BEGIN Raw data

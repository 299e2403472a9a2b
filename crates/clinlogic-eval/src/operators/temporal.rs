//! Date window constraints
//!
//! Every bound is inclusive and nodes without a date never satisfy a window.

use chrono::NaiveDateTime;
use clinlogic_criteria::{DateConstraint, Direction};
use clinlogic_types::LogicResult;

/// Inclusive window `[start, end]`
#[derive(Debug, Clone, Copy, PartialEq, Eq)]
pub struct Window {
    pub start: Option<NaiveDateTime>,
    pub end: Option<NaiveDateTime>,
}

impl Window {
    pub fn contains(&self, date: NaiveDateTime) -> bool {
        self.start.is_none_or(|start| date >= start) && self.end.is_none_or(|end| date <= end)
    }
}

/// Resolve a constraint to a concrete window
pub fn window(constraint: &DateConstraint, index_date: NaiveDateTime) -> Result<Window, String> {
    Ok(match *constraint {
        DateConstraint::Within {
            direction,
            duration,
        } => {
            let overflow = || format!("window of {duration} overflows the calendar");
            let span = duration.to_chrono().ok_or_else(overflow)?;
            match direction {
                Direction::Past => Window {
                    start: Some(index_date.checked_sub_signed(span).ok_or_else(overflow)?),
                    end: Some(index_date),
                },
                Direction::Future => Window {
                    start: Some(index_date),
                    end: Some(index_date.checked_add_signed(span).ok_or_else(overflow)?),
                },
            }
        }
        DateConstraint::Before(date) | DateConstraint::AsOf(date) => Window {
            start: None,
            end: Some(date.resolve(index_date)),
        },
        DateConstraint::After(date) => Window {
            start: Some(date.resolve(index_date)),
            end: None,
        },
    })
}

/// Keep the nodes dated inside the constraint's window
pub fn apply(
    result: &LogicResult,
    constraint: &DateConstraint,
    index_date: NaiveDateTime,
) -> Result<LogicResult, String> {
    let window = window(constraint, index_date)?;
    Ok(result.filter(|node| node.date.is_some_and(|date| window.contains(date))))
}
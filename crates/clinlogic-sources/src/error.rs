//! Backing store and data set errors

use clinlogic_eval::EvalError;
use thiserror::Error;

/// Result type for store and loader operations
pub type SourceResult<T> = Result<T, SourceError>;

/// Errors raised by backing stores and the data set loader
#[derive(Debug, Error, Clone)]
pub enum SourceError {
    /// The backing store could not answer
    #[error("Store unavailable: {message}")]
    Store { message: String },

    /// A data set file could not be read
    #[error("Cannot read '{path}': {message}")]
    Io { path: String, message: String },

    /// A data set is malformed
    #[error("Invalid data set: {message}")]
    Format { message: String },
}

impl SourceError {
    /// Create a store failure
    pub fn store(message: impl Into<String>) -> Self {
        Self::Store {
            message: message.into(),
        }
    }

    /// Create an I/O failure
    pub fn io(path: impl Into<String>, message: impl Into<String>) -> Self {
        Self::Io {
            path: path.into(),
            message: message.into(),
        }
    }

    /// Create a format failure
    pub fn format(message: impl Into<String>) -> Self {
        Self::Format {
            message: message.into(),
        }
    }

    /// Report the failure as a provider outage of `source_name`
    pub fn into_eval(self, source_name: &str) -> EvalError {
        EvalError::provider_unavailable(source_name, self.to_string())
    }
}

impl From<serde_json::Error> for SourceError {
    fn from(error: serde_json::Error) -> Self {
        Self::format(error.to_string())
    }
}
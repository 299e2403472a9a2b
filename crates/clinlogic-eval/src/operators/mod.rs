//! Criteria operator implementations
//!
//! Each module works on one patient's result chain at a time:
//! - Comparison operators filter nodes against an operand
//! - Aggregations trim or summarise a chain
//! - Temporal constraints keep nodes inside a date window
//! - Logical operators combine per-patient truthiness across criteria

pub mod aggregate;
pub mod comparison;
pub mod logical;
pub mod temporal;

END Raw data

:: What this task involves ::
Reproduce each record shown above without altering a single word.

:: Exercise response ::
repository 299e2403472a9a2b
filename crates/clinlogic-eval/src/operators/temporal.rs
//! Date window constraints
//!
//! Every bound is inclusive and nodes without a date never satisfy a window.

use chrono::NaiveDateTime;
use clinlogic_criteria::{DateConstraint, Direction};
use clinlogic_types::LogicResult;

/// Inclusive window `[start, end]`
#[derive(Debug, Clone, Copy, PartialEq, Eq)]
pub struct Window {
    pub start: Option<NaiveDateTime>,
    pub end: Option<NaiveDateTime>,
}

impl Window {
    pub fn contains(&self, date: NaiveDateTime) -> bool {
        self.start.is_none_or(|start| date >= start) && self.end.is_none_or(|end| date <= end)
    }
}

/// Resolve a constraint to a concrete window
pub fn window(constraint: &DateConstraint, index_date: NaiveDateTime) -> Result<Window, String> {
    Ok(match *constraint {
        DateConstraint::Within {
            direction,
            duration,
        } => {
            let overflow = || format!("window of {duration} overflows the calendar");
            let span = duration.to_chrono().ok_or_else(overflow)?;
            match direction {
                Direction::Past => Window {
                    start: Some(index_date.checked_sub_signed(span).ok_or_else(overflow)?),
                    end: Some(index_date),
                },
                Direction::Future => Window {
                    start: Some(index_date),
                    end: Some(index_date.checked_add_signed(span).ok_or_else(overflow)?),
                },
            }
        }
        DateConstraint::Before(date) | DateConstraint::AsOf(date) => Window {
            start: None,
            end: Some(date.resolve(index_date)),
        },
        DateConstraint::After(date) => Window {
            start: Some(date.resolve(index_date)),
            end: None,
        },
    })
}

/// Keep the nodes dated inside the constraint's window
pub fn apply(
    result: &LogicResult,
    constraint: &DateConstraint,
    index_date: NaiveDateTime,
) -> Result<LogicResult, String> {
    let window = window(constraint, index_date)?;
    Ok(result.filter(|node| node.date.is_some_and(|date| window.contains(date))))
}
filename crates/clinlogic-sources/src/error.rs
//! Backing store and data set errors

use clinlogic_eval::EvalError;
use thiserror::Error;

/// Result type for store and loader operations
pub type SourceResult<T> = Result<T, SourceError>;

/// Errors raised by backing stores and the data set loader
#[derive(Debug, Error, Clone)]
pub enum SourceError {
    /// The backing store could not answer
    #[error("Store unavailable: {message}")]
    Store { message: String },

    /// A data set file could not be read
    #[error("Cannot read '{path}': {message}")]
    Io { path: String, message: String },

    /// A data set is malformed
    #[error("Invalid data set: {message}")]
    Format { message: String },
}

impl SourceError {
    /// Create a store failure
    pub fn store(message: impl Into<String>) -> Self {
        Self::Store {
            message: message.into(),
        }
    }

    /// Create an I/O failure
    pub fn io(path: impl Into<String>, message: impl Into<String>) -> Self {
        Self::Io {
            path: path.into(),
            message: message.into(),
        }
    }

    /// Create a format failure
    pub fn format(message: impl Into<String>) -> Self {
        Self::Format {
            message: message.into(),
        }
    }

    /// Report the failure as a provider outage of `source_name`
    pub fn into_eval(self, source_name: &str) -> EvalError {
        EvalError::provider_unavailable(source_name, self.to_string())
    }
}

impl From<serde_json::Error> for SourceError {
    fn from(error: serde_json::Error) -> Self {
        Self::format(error.to_string())
    }
}
repository 299e2403472a9a2b
filename crates/clinlogic-eval/src/operators/mod.rs
//! Criteria operator implementations
//!
//! Each module works on one patient's result chain at a time:
//! - Comparison operators filter nodes against an operand
//! - Aggregations trim or summarise a chain
//! - Temporal constraints keep nodes inside a date window
//! - Logical operators combine per-patient truthiness across criteria

pub mod aggregate;
pub mod comparison;
pub mod logical;
pub mod temporal;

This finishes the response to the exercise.